Methods: Field sampling; cultivation and enrichment; physicochemical analyses; genome and transcriptome sequencing (long-read Nanopore and short-read Illumina); NanoSIMS; light, fluorescent, and electron microscopy, comparative genomics, phylogenetics.

Evolutionary cell physiology

The history of cells on Earth has been marked by evolutionary transitions that encompass increases in cellular complexity, structural re-organizations, and symbiotic mergers. A plethora of hypotheses based on phylogenetics and comparative genomics have been proposed to explain how and why some of these transitions (e.g., eukaryogenesis) occurred. However, these ancient and transformative evolutionary events remain poorly constrained. We hope to unravel general physiological and biophysical principles that constrain the evolution of cells, and explain the evolutionary possibilities available to major cell body plans.

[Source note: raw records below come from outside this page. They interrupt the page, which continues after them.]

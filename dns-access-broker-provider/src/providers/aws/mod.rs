//! AWS STS + Route53 client

mod error;
mod http;
mod provider;
mod route53;
mod sign;
mod sts;
/// AWS API-specific request/response types.
pub(crate) mod types;

use std::time::Duration;

use reqwest::Client;

use crate::error::Result;
use crate::providers::common::{
    DEFAULT_CONNECT_TIMEOUT_SECS, DEFAULT_REQUEST_TIMEOUT_SECS, create_http_client,
};
use crate::types::{AwsCredentials, EndpointConfig};

/// STS API version sent with every query-protocol request.
pub(crate) const STS_API_VERSION: &str = "2011-06-15";
/// Route53 REST API version prefix.
pub(crate) const ROUTE53_API_VERSION: &str = "2013-04-01";
/// Route53 is signed for `us-east-1` regardless of the caller's region.
pub(crate) const ROUTE53_SIGNING_REGION: &str = "us-east-1";

/// AWS client for the cross-account access workflow.
///
/// Signs `AssumeRole` with the application-account credentials it was built
/// with, and signs Route53 probes with the temporary credentials carried by the
/// [`Session`](crate::Session) passed to each call. Holds no per-invocation state,
/// so one client can serve any number of concurrent workflows.
///
/// # Construction
///
/// ```rust,no_run
/// use std::time::Duration;
/// use dns_access_broker_provider::{AwsClient, AwsCredentials};
///
/// let client = AwsClient::builder(AwsCredentials::new("AKIA...", "secret", None))
///     .request_timeout(Duration::from_secs(20))
///     .build()
///     .unwrap();
/// ```
#[derive(Debug)]
pub struct AwsClient {
    pub(crate) client: Client,
    pub(crate) credentials: AwsCredentials,
    pub(crate) endpoints: EndpointConfig,
    pub(crate) max_retries: u32,
}

/// Builder for [`AwsClient`] with configurable endpoints, timeouts and transport retries.
pub struct AwsClientBuilder {
    credentials: AwsCredentials,
    endpoints: EndpointConfig,
    connect_timeout: Duration,
    request_timeout: Duration,
    max_retries: u32,
}

impl AwsClientBuilder {
    fn new(credentials: AwsCredentials) -> Self {
        Self {
            credentials,
            endpoints: EndpointConfig::default(),
            connect_timeout: Duration::from_secs(DEFAULT_CONNECT_TIMEOUT_SECS),
            request_timeout: Duration::from_secs(DEFAULT_REQUEST_TIMEOUT_SECS),
            max_retries: 0,
        }
    }

    /// Override the STS/Route53 endpoints (default: global endpoints, `us-east-1`).
    pub fn endpoints(mut self, endpoints: EndpointConfig) -> Self {
        self.endpoints = endpoints;
        self
    }

    /// Set the per-request timeout applied to every call (default: 30s).
    pub fn request_timeout(mut self, timeout: Duration) -> Self {
        self.request_timeout = timeout;
        self
    }

    /// Set the TCP connect timeout (default: 10s).
    pub fn connect_timeout(mut self, timeout: Duration) -> Self {
        self.connect_timeout = timeout;
        self
    }

    /// Set the number of automatic retries for network errors, timeouts and
    /// throttling (default: 0). API errors are never retried here.
    pub fn max_retries(mut self, retries: u32) -> Self {
        self.max_retries = retries;
        self
    }

    /// Build the [`AwsClient`] instance.
    pub fn build(self) -> Result<AwsClient> {
        Ok(AwsClient {
            client: create_http_client(self.connect_timeout, self.request_timeout)?,
            credentials: self.credentials,
            endpoints: self.endpoints,
            max_retries: self.max_retries,
        })
    }
}

impl AwsClient {
    /// Returns a builder for customizing the client configuration.
    pub fn builder(credentials: AwsCredentials) -> AwsClientBuilder {
        AwsClientBuilder::new(credentials)
    }
}
//! AWS Signature Version 4
//!
//! Reference: <https://docs.aws.amazon.com/IAM/latest/UserGuide/create-signed-request.html>

use std::fmt::Write;

use chrono::{DateTime, Utc};
use sha2::{Digest, Sha256};

use crate::providers::common::hmac_sha256;
use crate::types::AwsCredentials;
use crate::utils::datetime::{amz_date, scope_date};
use crate::utils::log_sanitizer::truncate_for_log;

const ALGORITHM: &str = "AWS4-HMAC-SHA256";

/// Region + service a request is signed for.
pub(crate) struct SigningScope<'a> {
    pub region: &'a str,
    pub service: &'a str,
}

/// The parts of an HTTP request covered by the signature.
///
/// `headers` must already contain `host`, `x-amz-date` and, for temporary
/// credentials, `x-amz-security-token`.
pub(crate) struct SigningRequest<'a> {
    pub method: &'a str,
    pub path: &'a str,
    pub query: &'a [(String, String)],
    pub headers: &'a [(String, String)],
    pub payload: &'a str,
}

/// Percent-encode per SigV4 rules (RFC 3986 unreserved characters pass through).
pub(crate) fn uri_encode(value: &str) -> String {
    urlencoding::encode(value).into_owned()
}

/// Canonical URI: each path segment encoded, separators preserved.
pub(crate) fn canonical_uri(path: &str) -> String {
    if path.is_empty() || path == "/" {
        return "/".to_string();
    }
    path.split('/')
        .map(uri_encode)
        .collect::<Vec<_>>()
        .join("/")
}

/// Canonical query string: encoded pairs sorted by key, then value.
pub(crate) fn canonical_query(query: &[(String, String)]) -> String {
    let mut pairs: Vec<(String, String)> = query
        .iter()
        .map(|(k, v)| (uri_encode(k), uri_encode(v)))
        .collect();
    pairs.sort_unstable();
    pairs
        .iter()
        .map(|(k, v)| format!("{k}={v}"))
        .collect::<Vec<_>>()
        .join("&")
}

/// Returns `(canonical_headers, signed_headers)`.
fn canonical_headers(headers: &[(String, String)]) -> (String, String) {
    let mut normalized: Vec<(String, String)> = headers
        .iter()
        .map(|(k, v)| {
            let value = v.split_whitespace().collect::<Vec<_>>().join(" ");
            (k.to_lowercase(), value)
        })
        .collect();
    normalized.sort_by(|a, b| a.0.cmp(&b.0));

    let canonical = normalized.iter().fold(String::new(), |mut acc, (k, v)| {
        let _ = writeln!(acc, "{k}:{v}");
        acc
    });
    let signed = normalized
        .iter()
        .map(|(k, _)| k.as_str())
        .collect::<Vec<_>>()
        .join(";");

    (canonical, signed)
}

/// Build the canonical request and return it together with the signed header list.
pub(crate) fn canonical_request(request: &SigningRequest<'_>) -> (String, String) {
    let (headers, signed_headers) = canonical_headers(request.headers);
    let hashed_payload = hex::encode(Sha256::digest(request.payload.as_bytes()));
    let canonical = format!(
        "{}\n{}\n{}\n{}\n{}\n{}",
        request.method,
        canonical_uri(request.path),
        canonical_query(request.query),
        headers,
        signed_headers,
        hashed_payload
    );
    (canonical, signed_headers)
}

/// Derive the signing key: `HMAC(HMAC(HMAC(HMAC("AWS4" + secret, date), region), service), "aws4_request")`.
pub(crate) fn signing_key(secret: &str, date: &str, scope: &SigningScope<'_>) -> Vec<u8> {
    let k_date = hmac_sha256(format!("AWS4{secret}").as_bytes(), date.as_bytes());
    let k_region = hmac_sha256(&k_date, scope.region.as_bytes());
    let k_service = hmac_sha256(&k_region, scope.service.as_bytes());
    hmac_sha256(&k_service, b"aws4_request")
}

/// Compute the `Authorization` header value for `request`.
pub(crate) fn sign(
    credentials: &AwsCredentials,
    scope: &SigningScope<'_>,
    request: &SigningRequest<'_>,
    now: DateTime<Utc>,
) -> String {
    let timestamp = amz_date(now);
    let date = scope_date(now);

    // 1. Canonical request
    let (canonical, signed_headers) = canonical_request(request);
    log::debug!("CanonicalRequest:\n{}", truncate_for_log(&canonical));

    // 2. String to sign
    let credential_scope = format!("{date}/{}/{}/aws4_request", scope.region, scope.service);
    let hashed_canonical = hex::encode(Sha256::digest(canonical.as_bytes()));
    let string_to_sign = format!("{ALGORITHM}\n{timestamp}\n{credential_scope}\n{hashed_canonical}");
    log::debug!("StringToSign:\n{string_to_sign}");

    // 3. Signature
    let key = signing_key(&credentials.secret_access_key, &date, scope);
    let signature = hex::encode(hmac_sha256(&key, string_to_sign.as_bytes()));

    format!(
        "{ALGORITHM} Credential={}/{credential_scope}, SignedHeaders={signed_headers}, Signature={signature}",
        credentials.access_key_id
    )
}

Some of our previous work has addressed the scaling of respiratory membrane area across prokaryotic and eukaryotic cells (see Schavemaker & Muñoz-Gómez (2022) Nat. Ecol. Evol. 6:1307–1317), the physiological and ecological consequences of an energy-inefficient fermentative metabolism in anaerobic eukaryotes (see Muñoz-Gómez (2023) Nat. Microbiol. 8:197-203), and the micro- and macroevolutionary costs of increases in cellular complexity (see Muñoz-Gómez (2024) Trends Microbiol.). Some of the questions we want to systematically investigate are:

  • What is the evolutionary relationship between energy and cellular complexity?
  • What are the physiological and ecological possibilities of the prokaryotic and eukaryotic cell body plans?
  • How do physiological constraints define ecological niches and dictate the ecological strategies of symbioses?

Methods: Mathematical modelling; stable cultivation of microorganisms; measurement of physiological parameters, fluorescence confocal microscopy.

Experimental evolution of symbioses

Coming soon.

Methods: Long-term cultivation of microbial consortia; genome sequencing and analysis; genetic engineering; microcosms.